The central goal of any database system is to allow the user to query the data to answer business questions, and the most important of these questions always involve dates. Querying date/time data in SQL Server has some interesting pitfalls, but for the most part they’re easily avoidable if you understand how the database management system (DBMS) treats temporal data. – Adapted from Expert SQL 2005 Development (Apress, 2007), Chapter 10, “Temporal Data”.

To start things off, create the following table:

USE TempDB GO CREATE TABLE VariousDates ( ADate DATETIME NOT NULL, PRIMARY KEY (ADate) WITH (IGNORE_DUP_KEY = ON) ) GONote that you should create the table in tempdb because it is just a throw-away table that will be used for these examples. Now insert some data into the table. The following T-SQL code inserts 2,048 rows into the table, with dates spanning from February 13, 2006, through February 20, 2006, in 5-minute increments:

INSERT VariousDates SELECT DATEADD(minute, number*5, ‘20060213’) FROM master..spt_values WHERE type = ‘p’ GOAfter you’ve inserted the data, the next logical step is, of course, to query it. First, you might want to ask the question “What is the minimum date value in the table?” The following query uses the MIN aggregate to answer that question:

SELECT MIN(ADate) FROM VariousDatesThis query returns one row, with the value 2006-02-13 00:05:00.000. But perhaps you’d like to know what other times from February 13, 2006, are in the table. A first shot at that query might look something like the following:

SELECT * FROM VariousDates WHERE ADate = ‘20060213’ But you might be surprised to find that instead of returning all rows for February 13, 2006, this query returns zero rows. The reason is that all dates in SQL Server must include a time component. When this query is evaluated and the search argument ADate = ‘20060213’ is processed, SQL Server sees that the ADate column, which is typed as DATETIME, is being compared to the date string, which is typed as VARCHAR. Based on SQL Server’s rules for data type precedence, the string is converted to DATETIME before being compared; and because the string includes no time portion, the default time of 00:00:00.000 is used.
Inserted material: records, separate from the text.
//! Outcome of a session run.

use chrono::{DateTime, Utc};
use serde::Serialize;
use uuid::Uuid;

use crate::error::ImagingError;

/// Why a target was skipped.
#[derive(Clone, Debug, PartialEq, Eq, Serialize)]
#[serde(tag = "kind", rename_all = "snake_case")]
pub enum SkipReason {
    /// The mount refused the slew
    SlewRejected {
        /// Mount or driver message
        reason: String,
    },
    /// The slew outlasted the failsafe
    SlewTimeout {
        /// Status polls spent waiting
        polls: u32,
    },
    /// Guiding never settled
    GuideStartFailure {
        /// Guide attempts made
        attempts: u32,
    },
    /// The run was cancelled while on this target
    Cancelled,
    /// Any other per-target failure
    Other {
        /// Error text
        message: String,
    },
}

impl From<&ImagingError> for SkipReason {
    fn from(err: &ImagingError) -> Self {
        match err {
            ImagingError::SlewRejected { reason, .. } => SkipReason::SlewRejected {
                reason: reason.clone(),
            },
            ImagingError::SlewTimeout { polls, .. } => SkipReason::SlewTimeout { polls: *polls },
            ImagingError::GuideStartFailure { attempts, .. } => SkipReason::GuideStartFailure {
                attempts: *attempts,
            },
            ImagingError::Cancelled => SkipReason::Cancelled,
            other => SkipReason::Other {
                message: other.to_string(),
            },
        }
    }
}

/// Why the target loop stopped early.
#[derive(Clone, Debug, PartialEq, Eq, Serialize)]
#[serde(tag = "kind", rename_all = "snake_case")]
pub enum AbortReason {
    /// The mount could not report its UTC time
    ClockUnavailable {
        /// Driver message
        reason: String,
    },
    /// A camera never finished reading out
    ExposureTimeout {
        /// Image-ready polls spent waiting
        polls: u32,
    },
    /// A device dropped its connection
    Connection {
        /// Encoded identity of the device
        device: String,
        /// Driver message
        reason: String,
    },
    /// Any other driver failure
    Unhandled {
        /// Error text
        message: String,
    },
}

impl From<&ImagingError> for AbortReason {
    fn from(err: &ImagingError) -> Self {
        match err {
            ImagingError::ClockUnavailable(reason) => AbortReason::ClockUnavailable {
                reason: reason.clone(),
            },
            ImagingError::ExposureTimeout { polls, .. } => {
                AbortReason::ExposureTimeout { polls: *polls }
            }
            ImagingError::Connection { device, reason } => AbortReason::Connection {
                device: device.clone(),
                reason: reason.clone(),
            },
            ImagingError::Unhandled(message) => AbortReason::Unhandled {
                message: message.clone(),
            },
            other => AbortReason::Unhandled {
                message: other.to_string(),
            },
        }
    }
}

/// A target the engine gave up on.
#[derive(Clone, Debug, PartialEq, Eq, Serialize)]
pub struct SkippedTarget {
    /// Position in the target list
    pub index: usize,
    /// Target name
    pub name: String,
    /// What went wrong
    pub reason: SkipReason,
}

/// Which targets were completed, skipped, or never attempted.
#[derive(Clone, Debug, Serialize)]
pub struct SessionReport {
    /// Unique id of this run
    pub session_id: Uuid,
    /// Clock time when the run started
    pub started_at: DateTime<Utc>,
    /// Clock time when teardown finished
    pub finished_at: Option<DateTime<Utc>>,
    /// Number of targets in the session
    pub target_count: usize,
    /// Indices of targets imaged to the end
    pub completed: Vec<usize>,
    /// Targets given up on, in order
    pub skipped: Vec<SkippedTarget>,
    /// Index of the target the loop stopped on
    pub aborted_at: Option<usize>,
    /// Why the loop stopped on `aborted_at`
    pub abort_reason: Option<AbortReason>,
    /// The run was cancelled
    pub cancelled: bool,
    /// Indices of targets the loop never reached
    pub never_attempted: Vec<usize>,
    /// Frames handed to the writer
    pub frames_written: u32,
    /// Failures during cooling-off and cover closing
    pub teardown_errors: Vec<String>,
}

impl SessionReport {
    /// An empty report for a run over `target_count` targets.
    pub fn new(target_count: usize, started_at: DateTime<Utc>) -> Self {
        Self {
            session_id: Uuid::new_v4(),
            started_at,
            finished_at: None,
            target_count,
            completed: Vec::new(),
            skipped: Vec::new(),
            aborted_at: None,
            abort_reason: None,
            cancelled: false,
            never_attempted: Vec::new(),
            frames_written: 0,
            teardown_errors: Vec::new(),
        }
    }

    pub(crate) fn complete(&mut self, index: usize) {
        self.completed.push(index);
    }

    pub(crate) fn skip(&mut self, index: usize, name: &str, err: &ImagingError) {
        let reason = SkipReason::from(err);
        if reason == SkipReason::Cancelled {
            self.cancelled = true;
        }
        self.skipped.push(SkippedTarget {
            index,
            name: name.to_string(),
            reason,
        });
    }

    pub(crate) fn abort(&mut self, index: usize, err: &ImagingError) {
        self.aborted_at = Some(index);
        self.abort_reason = Some(AbortReason::from(err));
    }

    /// Stamp the end time and list every target that was never reached.
    pub(crate) fn finish(&mut self, finished_at: DateTime<Utc>) {
        let attempted = |index: &usize| {
            self.completed.contains(index)
                || self.skipped.iter().any(|skip| skip.index == *index)
                || self.aborted_at == Some(*index)
        };
        self.never_attempted = (0..self.target_count).filter(|i| !attempted(i)).collect();
        self.finished_at = Some(finished_at);
    }

    /// Indices of skipped targets
    pub fn skipped_indices(&self) -> Vec<usize> {
        self.skipped.iter().map(|skip| skip.index).collect()
    }

    /// Every target completed and nothing went wrong during teardown.
    pub fn is_clean(&self) -> bool {
        self.completed.len() == self.target_count
            && self.aborted_at.is_none()
            && self.teardown_errors.is_empty()
    }
}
To see this conversion in action, try the following T-SQL code:

SELECT CONVERT(DATETIME, ‘20060213’) When you run this code, the default time portion is automatically added, and the output of the SELECT statement is the value 2006-02-13 00:00:00.000. Clearly, querying based on the implicit conversion between this string and the DATETIME type is ineffective-unless you only want values for midnight.To solve this problem, you must control the conversion in a slightly different way. Many developers’ first reaction is to try to avoid the conversion of the string to an instance of DATETIME altogether by converting the column itself and using a conversion style that eliminates the time portion. The following query shows one way of doing this:

SELECT * FROM VariousDates WHERE CONVERT(VARCHAR(20), ADate, 112) = ‘20060213’ You’ll find that this query returns the correct data: all rows from February 13, 2006. Although getting back correct results is wonderful, there is a major problem that might not be obvious with the small sample data used in this example. The table’s index on the ADate column is based on ADate as it is natively typed-in other words, as DATETIME. The table does not have an index for ADate converted to VARCHAR(20) using style 112 (or any other style or conversion, for that matter). As a result, this query is unable to seek an index, and SQL Server is forced to scan every row of the table, convert each ADate value to a string, and then compare it to the date string. To be able to effectively use the index to satisfy the query, you need to supply SQL Server with a search argument that doesn’t involve converting the data already in the table. The solution is to think slightly outside of the realm of using an exact match to satisfy the query. Another way to ask for dates from February 13, 2006, is to ask for any rows where the date/time value is between midnight February 13, 2006, and midnight February 14, 2006. Any instant recorded within that interval is a valid date for February 13, 2006.The following query is a first attempt at querying a range instead of an exact match:

SELECT * FROM VariousDates WHERE ADate BETWEEN ‘20060213’ AND ‘20060214’ This plan has an estimated cost of 0.0035983-less than one-half the estimated cost of the previous version; but remember that this is a very small table and that ratio will shoot up as more rows are inserted.Although this query performs a lot better than the version that uses string conversion, it has a subtle problem. The BETWEEN operator is inclusive on either end, meaning that X BETWEEN Y AND Z expands to X >= Y AND X <= Z. For the sake of this query, that means that the search argument, with times included (the implicit conversion will add those back in), will become the following:

ADate >= ‘20060213 00:00:00.000’ AND ADate <= ‘20060214 00:00:00.000’  That means this query can potentially return an incorrect result if there happens to be a row for midnight February 14, 2006 (and the data in the sample table includes such a row). Luckily, solving this problem is easy: Simply don’t use BETWEEN. Instead, always use the fully expanded version, inclusive of the start of the interval and exclusive of the end value:

SELECT * FROM VariousDates WHERE ADate >= ‘20060213’ AND ADate < ‘20060214’You can use this pattern, which is quite flexible, to query any kind of date range. Now, let’s see how to extend this pattern to find all of “today’s” rows, “this month’s” rows, and other similar requirements. 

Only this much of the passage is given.